» TASK DIRECTIONS
Find the word "DhcpOptions" in the records and copy every line where it occurs.

» INFORMATION SHOWN
+ + + +

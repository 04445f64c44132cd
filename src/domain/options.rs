//! DHCP option tags and the decoded option table.
//!
//! The option table keeps raw payload bytes. Typed views are limited to the
//! handful of single-byte enumerations below; everything else is left to the
//! caller.

use std::collections::btree_map::{self, BTreeMap};
use std::fmt;

/// DHCP option tags recognised by name (RFC 2132 and follow-ups).
///
/// Tags outside this set are still decoded and stored; they just have no name.
#[derive(Debug, Clone, Copy, PartialEq, Eq, Hash, PartialOrd, Ord)]
#[repr(u8)]
pub enum OptionCode {
    Pad = 0x00,
    SubnetMask = 0x01,
    Router = 0x03,
    DomainNameServer = 0x06,
    HostName = 0x0C,
    DomainName = 0x0F,
    InterfaceMtu = 0x1A,
    BroadcastAddress = 0x1C,
    StaticRoute = 0x21,
    NtpServers = 0x2A,
    RequestedIpAddress = 0x32,
    LeaseTime = 0x33,
    OptionOverload = 0x34,
    MessageType = 0x35,
    ServerIdentifier = 0x36,
    ParameterRequestList = 0x37,
    MaxMessageSize = 0x39,
    RenewalTime = 0x3A,
    RebindingTime = 0x3B,
    VendorClassId = 0x3C,
    RapidCommit = 0x50,
    AutoConfigure = 0x74,
    DomainSearch = 0x77,
    ClasslessStaticRoute = 0x79,
    ForcerenewNonceCapable = 0x91,
    End = 0xFF,
}

impl OptionCode {
    /// Wire value of the tag.
    pub const fn code(self) -> u8 {
        self as u8
    }

    /// Pad and End carry no length or payload.
    pub const fn is_sentinel(self) -> bool {
        matches!(self, Self::Pad | Self::End)
    }

    pub fn name(self) -> &'static str {
        match self {
            Self::Pad => "Pad",
            Self::SubnetMask => "Subnet Mask",
            Self::Router => "Router",
            Self::DomainNameServer => "Domain Name Server",
            Self::HostName => "Host Name",
            Self::DomainName => "Domain Name",
            Self::InterfaceMtu => "Interface MTU",
            Self::BroadcastAddress => "Broadcast Address",
            Self::StaticRoute => "Static Route",
            Self::NtpServers => "NTP Servers",
            Self::RequestedIpAddress => "Requested IP Address",
            Self::LeaseTime => "IP Address Lease Time",
            Self::OptionOverload => "Option Overload",
            Self::MessageType => "DHCP Message Type",
            Self::ServerIdentifier => "Server Identifier",
            Self::ParameterRequestList => "Parameter Request List",
            Self::MaxMessageSize => "Maximum Message Size",
            Self::RenewalTime => "Renewal (T1) Time",
            Self::RebindingTime => "Rebinding (T2) Time",
            Self::VendorClassId => "Vendor Class Identifier",
            Self::RapidCommit => "Rapid Commit",
            Self::AutoConfigure => "Auto-Configure",
            Self::DomainSearch => "Domain Search",
            Self::ClasslessStaticRoute => "Classless Static Route",
            Self::ForcerenewNonceCapable => "FORCERENEW Nonce Capable",
            Self::End => "End",
        }
    }
}

impl TryFrom<u8> for OptionCode {
    type Error = u8;

    fn try_from(value: u8) -> Result<Self, Self::Error> {
        match value {
            0x00 => Ok(Self::Pad),
            0x01 => Ok(Self::SubnetMask),
            0x03 => Ok(Self::Router),
            0x06 => Ok(Self::DomainNameServer),
            0x0C => Ok(Self::HostName),
            0x0F => Ok(Self::DomainName),
            0x1A => Ok(Self::InterfaceMtu),
            0x1C => Ok(Self::BroadcastAddress),
            0x21 => Ok(Self::StaticRoute),
            0x2A => Ok(Self::NtpServers),
            0x32 => Ok(Self::RequestedIpAddress),
            0x33 => Ok(Self::LeaseTime),
            0x34 => Ok(Self::OptionOverload),
            0x35 => Ok(Self::MessageType),
            0x36 => Ok(Self::ServerIdentifier),
            0x37 => Ok(Self::ParameterRequestList),
            0x39 => Ok(Self::MaxMessageSize),
            0x3A => Ok(Self::RenewalTime),
            0x3B => Ok(Self::RebindingTime),
            0x3C => Ok(Self::VendorClassId),
            0x50 => Ok(Self::RapidCommit),
            0x74 => Ok(Self::AutoConfigure),
            0x77 => Ok(Self::DomainSearch),
            0x79 => Ok(Self::ClasslessStaticRoute),
            0x91 => Ok(Self::ForcerenewNonceCapable),
            0xFF => Ok(Self::End),
            other => Err(other),
        }
    }
}

impl From<OptionCode> for u8 {
    fn from(code: OptionCode) -> Self {
        code.code()
    }
}

impl fmt::Display for OptionCode {
    fn fmt(&self, f: &mut fmt::Formatter<'_>) -> fmt::Result {
        f.write_str(self.name())
    }
}

/// DHCP message types carried in option 53.
#[derive(Debug, Clone, Copy, PartialEq, Eq)]
#[repr(u8)]
pub enum MessageType {
    Discover = 1,
    Offer = 2,
    Request = 3,
    Decline = 4,
    Ack = 5,
    Nak = 6,
    Release = 7,
    Inform = 8,
}

impl TryFrom<u8> for MessageType {
    type Error = u8;

    fn try_from(value: u8) -> Result<Self, Self::Error> {
        match value {
            1 => Ok(Self::Discover),
            2 => Ok(Self::Offer),
            3 => Ok(Self::Request),
            4 => Ok(Self::Decline),
            5 => Ok(Self::Ack),
            6 => Ok(Self::Nak),
            7 => Ok(Self::Release),
            8 => Ok(Self::Inform),
            other => Err(other),
        }
    }
}

impl fmt::Display for MessageType {
    fn fmt(&self, f: &mut fmt::Formatter<'_>) -> fmt::Result {
        match self {
            Self::Discover => write!(f, "DHCPDISCOVER"),
            Self::Offer => write!(f, "DHCPOFFER"),
            Self::Request => write!(f, "DHCPREQUEST"),
            Self::Decline => write!(f, "DHCPDECLINE"),
            Self::Ack => write!(f, "DHCPACK"),
            Self::Nak => write!(f, "DHCPNAK"),
            Self::Release => write!(f, "DHCPRELEASE"),
            Self::Inform => write!(f, "DHCPINFORM"),
        }
    }
}

/// Which header fields option 52 says hold extra options.
#[derive(Debug, Clone, Copy, PartialEq, Eq)]
#[repr(u8)]
pub enum OverloadFlag {
    File = 1,
    Sname = 2,
    Both = 3,
}

impl OverloadFlag {
    pub fn uses_file(self) -> bool {
        matches!(self, Self::File | Self::Both)
    }

    pub fn uses_sname(self) -> bool {
        matches!(self, Self::Sname | Self::Both)
    }
}

impl TryFrom<u8> for OverloadFlag {
    type Error = u8;

    fn try_from(value: u8) -> Result<Self, Self::Error> {
        match value {
            1 => Ok(Self::File),
            2 => Ok(Self::Sname),
            3 => Ok(Self::Both),
            other => Err(other),
        }
    }
}

/// Option 116 (RFC 2563) values.
#[derive(Debug, Clone, Copy, PartialEq, Eq)]
#[repr(u8)]
pub enum AutoConfigure {
    DoNotAutoConfigure = 0,
    AutoConfigure = 1,
}

impl TryFrom<u8> for AutoConfigure {
    type Error = u8;

    fn try_from(value: u8) -> Result<Self, Self::Error> {
        match value {
            0 => Ok(Self::DoNotAutoConfigure),
            1 => Ok(Self::AutoConfigure),
            other => Err(other),
        }
    }
}

/// Decoded option table: tag to raw payload.
///
/// Never holds the Pad or End tags. Iteration is in ascending tag order.
#[derive(Debug, Clone, Default, PartialEq, Eq)]
pub struct DhcpOptions {
    entries: BTreeMap<u8, Vec<u8>>,
}

impl DhcpOptions {
    /// Stores a payload, replacing any earlier value for the same tag.
    pub(crate) fn insert(&mut self, tag: u8, payload: Vec<u8>) -> Option<Vec<u8>> {
        debug_assert!(
            tag != OptionCode::Pad.code() && tag != OptionCode::End.code(),
            "sentinel tags are never stored"
        );
        self.entries.insert(tag, payload)
    }

    pub fn get(&self, tag: u8) -> Option<&[u8]> {
        self.entries.get(&tag).map(Vec::as_slice)
    }

    pub fn get_code(&self, code: OptionCode) -> Option<&[u8]> {
        self.get(code.code())
    }

    pub fn contains(&self, tag: u8) -> bool {
        self.entries.contains_key(&tag)
    }

    pub fn len(&self) -> usize {
        self.entries.len()
    }

    pub fn is_empty(&self) -> bool {
        self.entries.is_empty()
    }

    pub fn tags(&self) -> impl Iterator<Item = u8> + '_ {
        self.entries.keys().copied()
    }

    pub fn iter(&self) -> Iter<'_> {
        Iter {
            inner: self.entries.iter(),
        }
    }

    /// Option 53, if present with a single known value.
    pub fn message_type(&self) -> Option<MessageType> {
        match self.get_code(OptionCode::MessageType)? {
            [value] => MessageType::try_from(*value).ok(),
            _ => None,
        }
    }

    /// Option 52, if present with a single known value.
    pub fn overload(&self) -> Option<OverloadFlag> {
        match self.get_code(OptionCode::OptionOverload)? {
            [value] => OverloadFlag::try_from(*value).ok(),
            _ => None,
        }
    }

    /// Option 116 (RFC 2563), if present with a single known value.
    pub fn auto_configure(&self) -> Option<AutoConfigure> {
        match self.get_code(OptionCode::AutoConfigure)? {
            [value] => AutoConfigure::try_from(*value).ok(),
            _ => None,
        }
    }
}

/// Iterator over `(tag, payload)` pairs of a [`DhcpOptions`].
pub struct Iter<'a> {
    inner: btree_map::Iter<'a, u8, Vec<u8>>,
}

impl<'a> Iterator for Iter<'a> {
    type Item = (u8, &'a [u8]);

    fn next(&mut self) -> Option<Self::Item> {
        self.inner
            .next()
            .map(|(tag, payload)| (*tag, payload.as_slice()))
    }

    fn size_hint(&self) -> (usize, Option<usize>) {
        self.inner.size_hint()
    }
}

impl<'a> IntoIterator for &'a DhcpOptions {
    type Item = (u8, &'a [u8]);
    type IntoIter = Iter<'a>;

    fn into_iter(self) -> Self::IntoIter {
        self.iter()
    }
}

+ + + +

» RESULT OF THE TASK
pub struct DhcpOptions {
impl DhcpOptions {
/// Iterator over `(tag, payload)` pairs of a [`DhcpOptions`].
impl<'a> IntoIterator for &'a DhcpOptions {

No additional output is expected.